| What you need to do |
Scan the lines below for the string "intelligence" and copy every one that has it.

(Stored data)
+---+
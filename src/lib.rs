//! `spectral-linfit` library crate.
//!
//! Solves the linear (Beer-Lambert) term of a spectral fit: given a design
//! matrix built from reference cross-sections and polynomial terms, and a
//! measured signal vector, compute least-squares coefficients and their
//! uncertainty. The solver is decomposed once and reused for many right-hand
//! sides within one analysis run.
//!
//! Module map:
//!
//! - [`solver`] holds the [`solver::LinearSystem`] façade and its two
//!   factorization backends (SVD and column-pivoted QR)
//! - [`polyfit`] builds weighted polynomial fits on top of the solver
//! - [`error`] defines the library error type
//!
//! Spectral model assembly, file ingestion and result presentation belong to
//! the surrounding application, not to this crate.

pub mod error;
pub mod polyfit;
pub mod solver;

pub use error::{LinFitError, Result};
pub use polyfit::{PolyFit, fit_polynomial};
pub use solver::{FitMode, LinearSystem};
+---+
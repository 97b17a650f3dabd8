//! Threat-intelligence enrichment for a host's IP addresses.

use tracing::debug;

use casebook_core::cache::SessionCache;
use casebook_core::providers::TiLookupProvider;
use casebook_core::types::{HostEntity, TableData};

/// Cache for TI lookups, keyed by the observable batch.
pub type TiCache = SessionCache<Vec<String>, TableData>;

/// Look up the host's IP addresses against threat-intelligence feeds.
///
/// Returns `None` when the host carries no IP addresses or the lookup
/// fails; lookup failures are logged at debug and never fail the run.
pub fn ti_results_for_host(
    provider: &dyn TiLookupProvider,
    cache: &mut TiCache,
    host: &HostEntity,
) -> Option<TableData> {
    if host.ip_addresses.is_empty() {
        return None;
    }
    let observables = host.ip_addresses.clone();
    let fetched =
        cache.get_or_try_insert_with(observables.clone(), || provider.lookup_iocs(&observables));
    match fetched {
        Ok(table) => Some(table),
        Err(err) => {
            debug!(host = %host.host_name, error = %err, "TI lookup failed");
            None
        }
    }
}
+---+
| Written answer |
//! Threat-intelligence enrichment for a host's IP addresses.
/// Look up the host's IP addresses against threat-intelligence feeds.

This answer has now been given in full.